Use a separate sound device per radio

WriteLog version 11.24 introduces a configuration option to connect two radios to a single PC using a separate sound device for each. The original configuration option, connecting two radios to a single PC using the Left and Right channels of a single device, remains supported.

If you only have one radio connected to your WriteLog PC, then there is no important functionality difference between the original option and this one. The remainder of this page is to explain why you might want to use a separate sound device per radio on a single PC.

When you have multiple radios on a single PC, using a separate device per radio has more flexibility, and this entry is to describe those. Here is how you would wire the traditional configuration:

Only one sound device is needed and WriteLog supports SSB, CW and digital modes for both reception and transmission on two radios. Omitted from the drawing, but also supported by WriteLog, is the connection of a microphone to a sound board and routing its audio to either the Left or Right transmitter as you move WriteLog’s transmit focus. Depending on the Windows version, that microphone might (Vista and later) or might not (XP and earlier) need a separate sound board for WriteLog to support it properly.

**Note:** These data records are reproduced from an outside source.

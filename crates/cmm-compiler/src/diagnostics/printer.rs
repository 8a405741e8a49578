//! Builder-pattern printer for rendering diagnostics.
//!
//! Two renderings are offered: the canonical one-line-per-error form
//! (`<line>:<col> ***ERROR*** <message>`, the format graders and test
//! harnesses parse), and an annotated-source form when the printer is given
//! the source text.

use std::fmt::Write;

use annotate_snippets::{AnnotationKind, Group, Level, Renderer, Snippet};

use super::Diagnostics;
use super::message::Severity;
use crate::ast::Pos;

/// Builder for rendering diagnostics with various options.
pub struct DiagnosticsPrinter<'d, 's> {
    diagnostics: &'d Diagnostics,
    source: Option<&'s str>,
    path: Option<&'s str>,
    colored: bool,
}

impl<'d, 's> DiagnosticsPrinter<'d, 's> {
    pub fn new(diagnostics: &'d Diagnostics) -> Self {
        Self {
            diagnostics,
            source: None,
            path: None,
            colored: false,
        }
    }

    /// Attach source text; switches rendering to annotated snippets.
    pub fn source(mut self, source: &'s str) -> Self {
        self.source = Some(source);
        self
    }

    pub fn path(mut self, path: &'s str) -> Self {
        self.path = Some(path);
        self
    }

    pub fn colored(mut self, value: bool) -> Self {
        self.colored = value;
        self
    }

    pub fn render(&self) -> String {
        let mut out = String::new();
        self.format(&mut out).expect("String write never fails");
        out
    }

    pub fn format(&self, w: &mut impl Write) -> std::fmt::Result {
        let Some(source) = self.source else {
            return self.format_plain(w);
        };

        if self.diagnostics.is_empty() {
            return Ok(());
        }

        let renderer = if self.colored {
            Renderer::styled()
        } else {
            Renderer::plain()
        };

        for (i, diag) in self.diagnostics.iter().enumerate() {
            let range = pos_to_range(diag.pos(), source);

            let mut snippet = Snippet::source(source).line_start(1).annotation(
                AnnotationKind::Primary
                    .span(range)
                    .label(diag.message()),
            );

            if let Some(p) = self.path {
                snippet = snippet.path(p);
            }

            let level = severity_to_level(diag.severity());
            let report: Vec<Group> = vec![level.primary_title(diag.message()).element(snippet)];

            if i > 0 {
                w.write_char('\n')?;
            }
            write!(w, "{}", renderer.render(&report))?;
        }

        Ok(())
    }

    fn format_plain(&self, w: &mut impl Write) -> std::fmt::Result {
        for diag in self.diagnostics.iter() {
            writeln!(w, "{}", diag)?;
        }
        Ok(())
    }
}

fn severity_to_level(severity: Severity) -> Level<'static> {
    match severity {
        Severity::Error => Level::ERROR,
        Severity::Warning => Level::WARNING,
    }
}

/// Converts a 1-based line/column position into a one-character byte range.
///
/// The analysis passes carry positions, not spans; underlining the single
/// character at the position is enough to anchor the snippet.
fn pos_to_range(pos: Pos, source: &str) -> std::ops::Range<usize> {
    let mut line = 1u32;
    let mut offset = 0usize;

    for (i, b) in source.bytes().enumerate() {
        if line == pos.line {
            offset = i;
            break;
        }
        if b == b'\n' {
            line += 1;
            offset = i + 1;
        }
    }

    let start = (offset + pos.col.saturating_sub(1) as usize).min(source.len());
    start..(start + 1).min(source.len()).max(start)
}
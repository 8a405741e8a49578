//! Command implementations.

pub mod ast;
pub mod build;
pub mod check;
pub mod names;
pub mod symbols;

use std::path::Path;

use cmm_compiler::{Analyzed, Parsed};

/// Read the source file or exit with an error.
fn load_source(path: &Path) -> String {
    match std::fs::read_to_string(path) {
        Ok(src) => src,
        Err(e) => {
            eprintln!("error: cannot read {}: {e}", path.display());
            std::process::exit(1);
        }
    }
}

/// Parse or exit. Syntax errors already carry the canonical
/// `<line>:<col> ***ERROR***` form.
fn parse_or_exit(src: &str) -> Parsed {
    match cmm_compiler::parse(src) {
        Ok(parsed) => parsed,
        Err(e) => {
            eprintln!("{e}");
            std::process::exit(1);
        }
    }
}

/// Parse and analyze or exit. A scope-invariant failure is a compiler
/// defect; it still exits non-zero.
fn analyze_or_exit(src: &str) -> Analyzed {
    match parse_or_exit(src).analyze() {
        Ok(analyzed) => analyzed,
        Err(e) => {
            eprintln!("error: {e}");
            std::process::exit(1);
        }
    }
}
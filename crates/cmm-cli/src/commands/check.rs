use std::path::PathBuf;

use clap::ArgMatches;
use serde_json::json;

pub struct CheckArgs {
    pub input: PathBuf,
    pub pretty: bool,
    pub json: bool,
}

impl CheckArgs {
    pub fn from_matches(m: &ArgMatches) -> Self {
        Self {
            input: m.get_one::<PathBuf>("input").cloned().expect("required"),
            pretty: m.get_flag("pretty"),
            json: m.get_flag("json"),
        }
    }
}

pub fn run(args: CheckArgs) {
    let src = super::load_source(&args.input);
    let analyzed = super::analyze_or_exit(&src);
    let diagnostics = analyzed.diagnostics();

    if args.json {
        let summary = json!({
            "valid": analyzed.is_valid(),
            "diagnostics": diagnostics.iter().collect::<Vec<_>>(),
        });
        println!("{summary}");
        if !analyzed.is_valid() {
            std::process::exit(1);
        }
        return;
    }

    if !diagnostics.is_empty() {
        if args.pretty {
            let path = args.input.display().to_string();
            eprintln!(
                "{}",
                diagnostics.printer().source(&src).path(&path).render()
            );
        } else {
            eprint!("{}", diagnostics.printer().render());
        }
    }

    if !analyzed.is_valid() {
        std::process::exit(1);
    }
    // Silent on success.
}
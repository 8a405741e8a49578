//! Unit tests for the type checker, one per rule of the taxonomy, plus the
//! error-absorption property: each original mistake produces exactly one
//! message.

use indoc::indoc;

fn messages(src: &str) -> Vec<String> {
    let analyzed = crate::parse(src)
        .expect("valid syntax")
        .analyze()
        .expect("scope invariants hold");
    analyzed
        .diagnostics()
        .iter()
        .map(|d| d.message().to_string())
        .collect()
}

fn rendered(src: &str) -> String {
    let analyzed = crate::parse(src)
        .expect("valid syntax")
        .analyze()
        .expect("scope invariants hold");
    analyzed.diagnostics().printer().render()
}

#[test]
fn well_typed_program_is_clean() {
    let msgs = messages(indoc! {"
        int g;
        int add(int a, int b) {
            return a + b;
        }
        void main() {
            bool ok;
            g = add(1, 2);
            ok = g < 10 && true;
            if (ok) {
                cout << g;
            }
        }
    "});
    assert!(msgs.is_empty());
}

#[test]
fn arithmetic_on_bool_operand() {
    let msgs = messages(indoc! {"
        void main() {
            int x;
            x = 1 + true;
        }
    "});
    assert_eq!(
        msgs,
        vec!["Arithmetic operator applied to non-numeric operand"]
    );
}

#[test]
fn each_bad_operand_gets_its_own_message() {
    let msgs = messages(indoc! {"
        void main() {
            int x;
            x = true + false;
        }
    "});
    assert_eq!(
        msgs,
        vec![
            "Arithmetic operator applied to non-numeric operand",
            "Arithmetic operator applied to non-numeric operand",
        ]
    );
}

#[test]
fn increment_of_non_numeric() {
    let msgs = messages(indoc! {"
        void main() {
            bool b;
            b++;
        }
    "});
    assert_eq!(
        msgs,
        vec!["Arithmetic operator applied to non-numeric operand"]
    );
}

#[test]
fn logical_on_int_operand() {
    let msgs = messages(indoc! {"
        void main() {
            bool b;
            b = !1;
        }
    "});
    assert_eq!(msgs, vec!["Logical operator applied to non-bool operand"]);
}

#[test]
fn relational_on_bool_operand() {
    let msgs = messages(indoc! {"
        void main() {
            bool b;
            b = true < false;
        }
    "});
    assert_eq!(
        msgs,
        vec![
            "Relational operator applied to non-numeric operand",
            "Relational operator applied to non-numeric operand",
        ]
    );
}

#[test]
fn assignment_type_mismatch() {
    let out = rendered(indoc! {"
        void main() {
            int x;
            bool b;
            x = b;
        }
    "});
    assert_eq!(out, "4:5 ***ERROR*** Type mismatch\n");
}

#[test]
fn equality_type_mismatch() {
    let msgs = messages(indoc! {"
        void main() {
            bool b;
            b = 1 == true;
        }
    "});
    assert_eq!(msgs, vec!["Type mismatch"]);
}

#[test]
fn equality_on_functions() {
    let msgs = messages(indoc! {"
        void f() {
        }
        void g() {
        }
        void main() {
            bool b;
            b = f == g;
        }
    "});
    assert_eq!(msgs, vec!["Equality operator applied to functions"]);
}

#[test]
fn equality_on_void_function_results() {
    let msgs = messages(indoc! {"
        void f() {
        }
        void main() {
            bool b;
            b = f() == f();
        }
    "});
    assert_eq!(msgs, vec!["Equality operator applied to void functions"]);
}

#[test]
fn equality_on_struct_variables() {
    let msgs = messages(indoc! {"
        struct P {
            int x;
        };
        void main() {
            struct P p;
            struct P q;
            bool b;
            b = p == q;
        }
    "});
    assert_eq!(msgs, vec!["Equality operator applied to struct variables"]);
}

#[test]
fn equality_on_struct_names() {
    let msgs = messages(indoc! {"
        struct P {
            int x;
        };
        struct Q {
            int x;
        };
        void main() {
            bool b;
            b = P == Q;
        }
    "});
    assert_eq!(msgs, vec!["Equality operator applied to struct names"]);
}

#[test]
fn function_assignment() {
    let msgs = messages(indoc! {"
        void f() {
        }
        void g() {
        }
        void main() {
            f = g;
        }
    "});
    assert_eq!(msgs, vec!["Function assignment"]);
}

#[test]
fn struct_name_assignment() {
    let msgs = messages(indoc! {"
        struct P {
            int x;
        };
        struct Q {
            int x;
        };
        void main() {
            P = Q;
        }
    "});
    assert_eq!(msgs, vec!["Struct name assignment"]);
}

#[test]
fn struct_variable_assignment() {
    let msgs = messages(indoc! {"
        struct P {
            int x;
        };
        void main() {
            struct P p;
            struct P q;
            p = q;
        }
    "});
    assert_eq!(msgs, vec!["Struct variable assignment"]);
}

#[test]
fn read_and_write_of_non_scalars() {
    let msgs = messages(indoc! {"
        struct P {
            int x;
        };
        void f() {
        }
        void main() {
            struct P p;
            cin >> f;
            cin >> p;
            cin >> P;
            cout << f;
            cout << p;
            cout << P;
        }
    "});
    assert_eq!(
        msgs,
        vec![
            "Attempt to read a function",
            "Attempt to read a struct variable",
            "Attempt to read a struct name",
            "Attempt to write a function",
            "Attempt to write a struct variable",
            "Attempt to write a struct name",
        ]
    );
}

#[test]
fn write_of_void_call() {
    let msgs = messages(indoc! {"
        void f() {
        }
        void main() {
            cout << f();
        }
    "});
    assert_eq!(msgs, vec!["Attempt to write void"]);
}

#[test]
fn writing_a_string_literal_is_fine() {
    let msgs = messages(indoc! {r#"
        void main() {
            cout << "hello";
        }
    "#});
    assert!(msgs.is_empty());
}

#[test]
fn non_bool_conditions() {
    let msgs = messages(indoc! {"
        void main() {
            if (1) {
            }
            while (2) {
            }
            repeat (true) {
            }
        }
    "});
    assert_eq!(
        msgs,
        vec![
            "Non-bool expression used as an if condition",
            "Non-bool expression used as a while condition",
            "Non-integer expression used as a repeat clause",
        ]
    );
}

#[test]
fn call_of_non_function() {
    let msgs = messages(indoc! {"
        void main() {
            int x;
            x(1);
        }
    "});
    assert_eq!(msgs, vec!["Attempt to call a non-function"]);
}

#[test]
fn call_with_wrong_arity() {
    let msgs = messages(indoc! {"
        int f(int a, int b) {
            return a + b;
        }
        void main() {
            int x;
            x = f(1);
        }
    "});
    assert_eq!(msgs, vec!["Function call with wrong number of args"]);
}

#[test]
fn call_with_mismatched_actual() {
    let msgs = messages(indoc! {"
        int f(int a, bool b) {
            return a;
        }
        void main() {
            int x;
            x = f(true, false);
        }
    "});
    assert_eq!(msgs, vec!["Type of actual does not match type of formal"]);
}

#[test]
fn return_taxonomy() {
    let msgs = messages(indoc! {"
        int f() {
            return;
        }
        void g() {
            return 1;
        }
        int h() {
            return true;
        }
    "});
    assert_eq!(
        msgs,
        vec![
            "Missing return value",
            "Return with a value in a void function",
            "Bad return value",
        ]
    );
}

#[test]
fn error_type_absorbs_instead_of_cascading() {
    // One mistake deep inside the expression: exactly one message, even
    // though the bad value flows through +, <, and the assignment.
    let msgs = messages(indoc! {"
        void main() {
            bool b;
            b = (1 + true) + 2 < 3;
        }
    "});
    assert_eq!(
        msgs,
        vec!["Arithmetic operator applied to non-numeric operand"]
    );
}

#[test]
fn unresolved_identifiers_stay_silent_in_type_checking() {
    // Resolution reports the undeclared name; the checker types it Error
    // and adds nothing.
    let msgs = messages(indoc! {"
        void main() {
            int x;
            x = y + 1;
        }
    "});
    assert_eq!(msgs, vec!["Undeclared identifier"]);
}

#[test]
fn call_result_participates_in_checking() {
    let msgs = messages(indoc! {"
        bool flag() {
            return true;
        }
        void main() {
            int x;
            x = flag() + 1;
        }
    "});
    assert_eq!(
        msgs,
        vec!["Arithmetic operator applied to non-numeric operand"]
    );
}
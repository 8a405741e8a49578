//! Lexer for C-- source.
//!
//! Produces span-based tokens; text is sliced from the source only when a
//! production needs it. Positions are 1-based (line, column) and are computed
//! from byte offsets through a [`LineIndex`] built once per file.

use logos::Logos;

use super::SyntaxError;
use crate::ast::Pos;

#[derive(Logos, Debug, Clone, Copy, PartialEq, Eq)]
#[logos(skip(r"[ \t\r\n\x0c]+|//[^\n]*|#[^\n]*", allow_greedy = true))]
pub enum Tok {
    #[token("bool")]
    Bool,
    #[token("int")]
    Int,
    #[token("void")]
    Void,
    #[token("true")]
    True,
    #[token("false")]
    False,
    #[token("struct")]
    Struct,
    #[token("cin")]
    Cin,
    #[token("cout")]
    Cout,
    #[token("if")]
    If,
    #[token("else")]
    Else,
    #[token("while")]
    While,
    #[token("repeat")]
    Repeat,
    #[token("return")]
    Return,

    #[regex(r"[a-zA-Z_][a-zA-Z0-9_]*")]
    Id,
    #[regex(r"[0-9]+")]
    IntLit,
    #[regex(r#""([^"\\\n]|\\[^\n])*""#)]
    StrLit,

    #[token("{")]
    LCurly,
    #[token("}")]
    RCurly,
    #[token("(")]
    LParen,
    #[token(")")]
    RParen,
    #[token(";")]
    Semicolon,
    #[token(",")]
    Comma,
    #[token(".")]
    Dot,
    #[token("<<")]
    WriteOp,
    #[token(">>")]
    ReadOp,
    #[token("++")]
    PlusPlus,
    #[token("--")]
    MinusMinus,
    #[token("+")]
    Plus,
    #[token("-")]
    Minus,
    #[token("*")]
    Times,
    #[token("/")]
    Divide,
    #[token("!")]
    Not,
    #[token("&&")]
    And,
    #[token("||")]
    Or,
    #[token("=")]
    Assign,
    #[token("==")]
    Equals,
    #[token("!=")]
    NotEquals,
    #[token("<")]
    Less,
    #[token(">")]
    Greater,
    #[token("<=")]
    LessEq,
    #[token(">=")]
    GreaterEq,
}

/// Byte span of a token in the source.
#[derive(Debug, Clone, Copy, PartialEq, Eq)]
pub struct Span {
    pub start: u32,
    pub end: u32,
}

impl Span {
    pub fn range(self) -> std::ops::Range<usize> {
        self.start as usize..self.end as usize
    }
}

/// A token: kind plus span, no owned text.
#[derive(Debug, Clone, Copy, PartialEq, Eq)]
pub struct Token {
    pub kind: Tok,
    pub span: Span,
}

/// Slice the source text of a token.
pub fn token_text<'s>(source: &'s str, token: &Token) -> &'s str {
    &source[token.span.range()]
}

/// Maps byte offsets to 1-based line/column positions.
#[derive(Debug, Clone)]
pub struct LineIndex {
    line_starts: Vec<u32>,
}

impl LineIndex {
    pub fn new(source: &str) -> Self {
        let mut line_starts = vec![0u32];
        for (i, b) in source.bytes().enumerate() {
            if b == b'\n' {
                line_starts.push(i as u32 + 1);
            }
        }
        Self { line_starts }
    }

    pub fn pos(&self, offset: u32) -> Pos {
        let line = match self.line_starts.binary_search(&offset) {
            Ok(i) => i,
            Err(i) => i - 1,
        };
        Pos::new(line as u32 + 1, offset - self.line_starts[line] + 1)
    }
}

/// Tokenizes the whole source up front.
///
/// The first lexical error aborts: the parser never runs over a stream with
/// holes in it, so recovery would buy nothing.
pub fn lex(source: &str) -> Result<Vec<Token>, SyntaxError> {
    let index = LineIndex::new(source);
    let mut tokens = Vec::new();
    let mut lexer = Tok::lexer(source);

    while let Some(result) = lexer.next() {
        let span = lexer.span();
        let span = Span {
            start: span.start as u32,
            end: span.end as u32,
        };
        match result {
            Ok(kind) => tokens.push(Token { kind, span }),
            Err(()) => {
                let text = &source[span.range()];
                let message = if text.starts_with('"') {
                    "unterminated string literal".to_string()
                } else {
                    format!("unrecognized character `{}`", text.chars().next().unwrap_or('?'))
                };
                return Err(SyntaxError {
                    pos: index.pos(span.start),
                    message,
                });
            }
        }
    }

    Ok(tokens)
}
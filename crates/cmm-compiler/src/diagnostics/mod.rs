//! Compiler diagnostics infrastructure.
//!
//! Semantic errors are values: each analysis pass reports into a shared
//! [`Diagnostics`] collection and keeps walking. `has_errors` is the
//! monotone "error encountered" flag the driver inspects between phases.

mod message;
mod printer;


pub use message::{DiagnosticMessage, Severity};
pub use printer::DiagnosticsPrinter;

use crate::ast::Pos;

/// Collection of diagnostic messages from parsing and analysis.
#[derive(Debug, Clone, Default)]
pub struct Diagnostics {
    messages: Vec<DiagnosticMessage>,
}

/// Builder for constructing a diagnostic message.
#[must_use = "diagnostic not emitted, call .emit()"]
pub struct DiagnosticBuilder<'a> {
    diagnostics: &'a mut Diagnostics,
    message: DiagnosticMessage,
}

impl Diagnostics {
    pub fn new() -> Self {
        Self {
            messages: Vec::new(),
        }
    }

    pub fn error(&mut self, msg: impl Into<String>, pos: Pos) -> DiagnosticBuilder<'_> {
        DiagnosticBuilder {
            message: DiagnosticMessage::error(pos, msg),
            diagnostics: self,
        }
    }

    pub fn warning(&mut self, msg: impl Into<String>, pos: Pos) -> DiagnosticBuilder<'_> {
        DiagnosticBuilder {
            message: DiagnosticMessage::warning(pos, msg),
            diagnostics: self,
        }
    }

    pub fn is_empty(&self) -> bool {
        self.messages.is_empty()
    }

    pub fn len(&self) -> usize {
        self.messages.len()
    }

    pub fn has_errors(&self) -> bool {
        self.messages.iter().any(|d| d.is_error())
    }

    pub fn error_count(&self) -> usize {
        self.messages.iter().filter(|d| d.is_error()).count()
    }

    pub fn iter(&self) -> impl Iterator<Item = &DiagnosticMessage> {
        self.messages.iter()
    }

    pub fn extend(&mut self, other: Diagnostics) {
        self.messages.extend(other.messages);
    }

    pub fn printer(&self) -> DiagnosticsPrinter<'_, '_> {
        DiagnosticsPrinter::new(self)
    }
}

impl DiagnosticBuilder<'_> {
    pub fn emit(self) {
        self.diagnostics.messages.push(self.message);
    }
}
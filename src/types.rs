/// Common types used throughout the live query engine.
///
/// Rows are immutable values shared behind `Arc`. The engine never mutates a
/// row in place: a changed row is a new `Row`, and an unchanged row keeps the
/// very same allocation across refreshes so callers can compare by identity.
use crate::error::{LiveError, LiveResult};
use serde::{Deserialize, Serialize};
use serde_json::{Map, Value as JsonValue};
use std::collections::BTreeMap;
use std::fmt;
use std::sync::Arc;

/// Internal column carrying a row's content hash.
///
/// The delta statement adds this column to every row it returns. It is
/// stripped before any row is handed to a subscriber.
pub const HASH_FIELD: &str = "___hash";

/// Name of the named parameter that carries known hashes.
pub const HASHES_PARAM: &str = "___hashes";

/// Conventional identifier column used when no key field is configured.
pub const DEFAULT_KEY_FIELD: &str = "_id";

/// A single result row: an ordered mapping of column name to value.
#[derive(Debug, Clone, Default, PartialEq, Serialize, Deserialize)]
#[serde(transparent)]
pub struct Row {
    columns: Map<String, JsonValue>,
}

impl Row {
    /// Create an empty row.
    pub fn new() -> Self {
        Self::default()
    }

    /// Add a column, consuming and returning the row.
    pub fn with(mut self, column: impl Into<String>, value: impl Into<JsonValue>) -> Self {
        self.columns.insert(column.into(), value.into());
        self
    }

    /// Get a column value.
    pub fn get(&self, column: &str) -> Option<&JsonValue> {
        self.columns.get(column)
    }

    /// All columns in their original order.
    pub fn columns(&self) -> &Map<String, JsonValue> {
        &self.columns
    }

    /// Number of columns.
    pub fn len(&self) -> usize {
        self.columns.len()
    }

    /// Whether the row has no columns.
    pub fn is_empty(&self) -> bool {
        self.columns.is_empty()
    }

    /// The row's key under the given key field.
    pub fn key(&self, key_field: &str) -> RowKey {
        RowKey::from_value(self.columns.get(key_field).unwrap_or(&JsonValue::Null))
    }

    /// Compute the content hash over the row's canonical JSON form.
    pub fn content_hash(&self) -> ContentHash {
        let canonical = canonical_json(&JsonValue::Object(self.columns.clone()));
        // Serializing a `Value` cannot fail.
        let bytes = serde_json::to_vec(&canonical).unwrap_or_default();
        ContentHash(blake3::hash(&bytes).to_hex().to_string())
    }

    /// Split off the internal hash column, if present.
    pub(crate) fn take_hash(mut self) -> (Row, Option<ContentHash>) {
        let hash = match self.columns.shift_remove(HASH_FIELD) {
            Some(JsonValue::String(hash)) => Some(ContentHash(hash)),
            Some(other) => Some(ContentHash(other.to_string())),
            None => None,
        };
        (self, hash)
    }

    /// Consume the row, returning its columns.
    pub fn into_map(self) -> Map<String, JsonValue> {
        self.columns
    }

    /// Convert to a JSON object.
    pub fn to_json(&self) -> JsonValue {
        JsonValue::Object(self.columns.clone())
    }
}

impl From<Map<String, JsonValue>> for Row {
    fn from(columns: Map<String, JsonValue>) -> Self {
        Self { columns }
    }
}

impl TryFrom<JsonValue> for Row {
    type Error = LiveError;

    fn try_from(value: JsonValue) -> LiveResult<Self> {
        match value {
            JsonValue::Object(columns) => Ok(Self { columns }),
            other => Err(LiveError::invalid(format!(
                "row must be a JSON object, got {}",
                other
            ))),
        }
    }
}

/// Identity of a row within one query's result set.
///
/// Holds the canonical JSON text of the key column's value, so `1` and `"1"`
/// are distinct keys.
#[derive(Debug, Clone, PartialEq, Eq, Hash, PartialOrd, Ord, Serialize, Deserialize)]
pub struct RowKey(pub String);

impl RowKey {
    /// Build a key from a JSON value.
    pub fn from_value(value: &JsonValue) -> Self {
        Self(value.to_string())
    }
}

impl fmt::Display for RowKey {
    fn fmt(&self, f: &mut fmt::Formatter<'_>) -> fmt::Result {
        f.write_str(&self.0)
    }
}

/// Hash of a row's serialized content.
#[derive(Debug, Clone, PartialEq, Eq, Hash, Serialize, Deserialize)]
pub struct ContentHash(pub String);

impl ContentHash {
    /// The hash as text.
    pub fn as_str(&self) -> &str {
        &self.0
    }
}

impl fmt::Display for ContentHash {
    fn fmt(&self, f: &mut fmt::Formatter<'_>) -> fmt::Result {
        f.write_str(&self.0)
    }
}

/// Bound query parameters.
///
/// A query takes either positional parameters (`$1`, `$2`, ...) or named
/// parameters (`${name}` / `$[name]`), never both.
#[derive(Debug, Clone, Default, PartialEq, Serialize, Deserialize)]
pub enum Params {
    /// No parameters.
    #[default]
    None,
    /// Positional parameters.
    Positional(Vec<JsonValue>),
    /// Named parameters.
    Named(Map<String, JsonValue>),
}

impl Params {
    /// Serialize any value into parameters.
    ///
    /// Arrays become positional, objects become named, `null` means no
    /// parameters and any other scalar is a single positional parameter.
    pub fn from_serialize<T: Serialize>(value: &T) -> LiveResult<Self> {
        let value = serde_json::to_value(value).map_err(|e| {
            LiveError::invalid(format!("parameters are not serializable: {}", e))
        })?;
        Ok(Self::from(value))
    }

    /// Positional view of the parameters; `None` is the empty sequence.
    pub fn positional(&self) -> Option<&[JsonValue]> {
        match self {
            Params::None => Some(&[]),
            Params::Positional(values) => Some(values),
            Params::Named(_) => None,
        }
    }

    /// Look up a positional parameter (1-based, as in `$1`).
    pub fn nth(&self, index: usize) -> Option<&JsonValue> {
        match self {
            Params::Positional(values) if index > 0 => values.get(index - 1),
            _ => None,
        }
    }

    /// Look up a named parameter.
    pub fn named(&self, name: &str) -> Option<&JsonValue> {
        match self {
            Params::Named(map) => map.get(name),
            _ => None,
        }
    }

    /// Whether no parameters are bound.
    pub fn is_empty(&self) -> bool {
        match self {
            Params::None => true,
            Params::Positional(values) => values.is_empty(),
            Params::Named(map) => map.is_empty(),
        }
    }

    /// Canonical JSON form used for hashing: object keys are sorted so that
    /// equal mappings hash equally regardless of insertion order.
    pub fn canonical(&self) -> JsonValue {
        match self {
            Params::None => JsonValue::Null,
            Params::Positional(values) => canonical_json(&JsonValue::Array(values.clone())),
            Params::Named(map) => canonical_json(&JsonValue::Object(map.clone())),
        }
    }
}

impl From<JsonValue> for Params {
    fn from(value: JsonValue) -> Self {
        match value {
            JsonValue::Null => Params::None,
            JsonValue::Array(values) => Params::Positional(values),
            JsonValue::Object(map) => Params::Named(map),
            scalar => Params::Positional(vec![scalar]),
        }
    }
}

impl From<Vec<JsonValue>> for Params {
    fn from(values: Vec<JsonValue>) -> Self {
        Params::Positional(values)
    }
}

impl From<Map<String, JsonValue>> for Params {
    fn from(map: Map<String, JsonValue>) -> Self {
        Params::Named(map)
    }
}

impl From<()> for Params {
    fn from(_: ()) -> Self {
        Params::None
    }
}

/// Stable identity of a (query, parameters, key field) registration.
#[derive(Debug, Clone, Copy, PartialEq, Eq, Hash, PartialOrd, Ord)]
pub struct QueryKey([u8; 32]);

impl QueryKey {
    /// Derive the key from the query text, its parameters and key field.
    pub fn derive(query: &str, params: &Params, key_field: &str) -> Self {
        let canonical = JsonValue::Array(vec![
            JsonValue::String(query.to_string()),
            params.canonical(),
            JsonValue::String(key_field.to_string()),
        ]);
        let bytes = serde_json::to_vec(&canonical).unwrap_or_default();
        Self(*blake3::hash(&bytes).as_bytes())
    }
}

impl fmt::Display for QueryKey {
    fn fmt(&self, f: &mut fmt::Formatter<'_>) -> fmt::Result {
        for byte in &self.0[..8] {
            write!(f, "{:02x}", byte)?;
        }
        Ok(())
    }
}

/// A row as held in the canonical cache: identity, content hash and the
/// shared public row.
#[derive(Debug)]
pub(crate) struct CachedRow {
    pub key: RowKey,
    pub hash: ContentHash,
    pub row: Arc<Row>,
}

/// Rewrite a JSON value with object keys sorted at every level.
pub(crate) fn canonical_json(value: &JsonValue) -> JsonValue {
    match value {
        JsonValue::Object(map) => {
            let sorted: BTreeMap<&String, JsonValue> =
                map.iter().map(|(k, v)| (k, canonical_json(v))).collect();
            JsonValue::Object(sorted.into_iter().map(|(k, v)| (k.clone(), v)).collect())
        }
        JsonValue::Array(values) => JsonValue::Array(values.iter().map(canonical_json).collect()),
        other => other.clone(),
    }
}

Ground loop isolation transformers are recommended in both the receive and transmit directions, but are not shown in the diagrams.

Using the separate device per radio, you cable your radios this way:

It happens there are ham-oriented vendors that build devices that match the needed cable configuration. Purchasing a RIGBlaster, for example, removes the necessity of homebrewing cables. I have used WriteLog with the RIGBlaster Advantage, which has performance I can recommend for contesting operations. The only caveat is that the RIGBlaster Advantage receiver input is single channel monophonic, which means that any subreceiver audio your rig happens to produce is not available to WriteLog, and therefore cannot be routed to its headphones output. I have also tested with the RIGBlaster Blue, which I cannot recommend for contesting, mostly because I was unable to configure the bluetooth version to switch between transmit and receive faster than about 500 milliseconds.

Modern PCs can support several sound devices installed together, and that opens up the possibility for WriteLog to accomplish more sophisticated sound routing and recording, particularly if you add enough to cable up your station headphones and speakers as well, as in this picture.

To setup WriteLog to use such a setup, use its Start Menu entry named Sound Board Mixer Selection.

The cabling picture shows that, for a given sound board and rig, the receive and transmit would be wired respectively to the line in and line out and that is the recommended configuration. But its recommended only because that makes it easier for the operator to track what is connected to what. The in and out of all modern sound devices operate independently.

The Allocate exclusively button is there because of a performance subtlety. With exclusive allocation, the Windows operating system enables WriteLog to operate the devices involved with minimum latency (i.e. delay) between an incoming sound and an outgoing one. This is especially important for the “Echo Mic” feature, where your voice is routed through the PC. However, hams running digital operations commonly use a decoder program separate from WriteLog, like MMTTY or 2Tone, and even multiple decoder programs running in parallel on the same input concurrently, and WriteLog’s exclusive allocation would not allow those separate programs to open the device.

Even more subtle is that if you use a separate sound program in the transmit direction for AFSK, you might expect to need to turn off the Allocate exclusively selector for the corresponding rig’s transmit audio. It turns out that is usually not the case. Allocate exclusively can be turned on as long as WriteLog’s Echo Mic feature is turned off (because that removes WriteLog’s use of the transmit audio sound device), and, in fact, bringing up the RttyRite window corresponding to a given sound board will cause WriteLog to turn off its Echo Mic feature without the operator having to bring up that particular dialog control.

The Defaults button on this selector dialog sets the Allocate exclusively according to this “normal” configuration, with non-exclusive access to receiver audio, and exclusive (minimum latency) allocation of the other devices.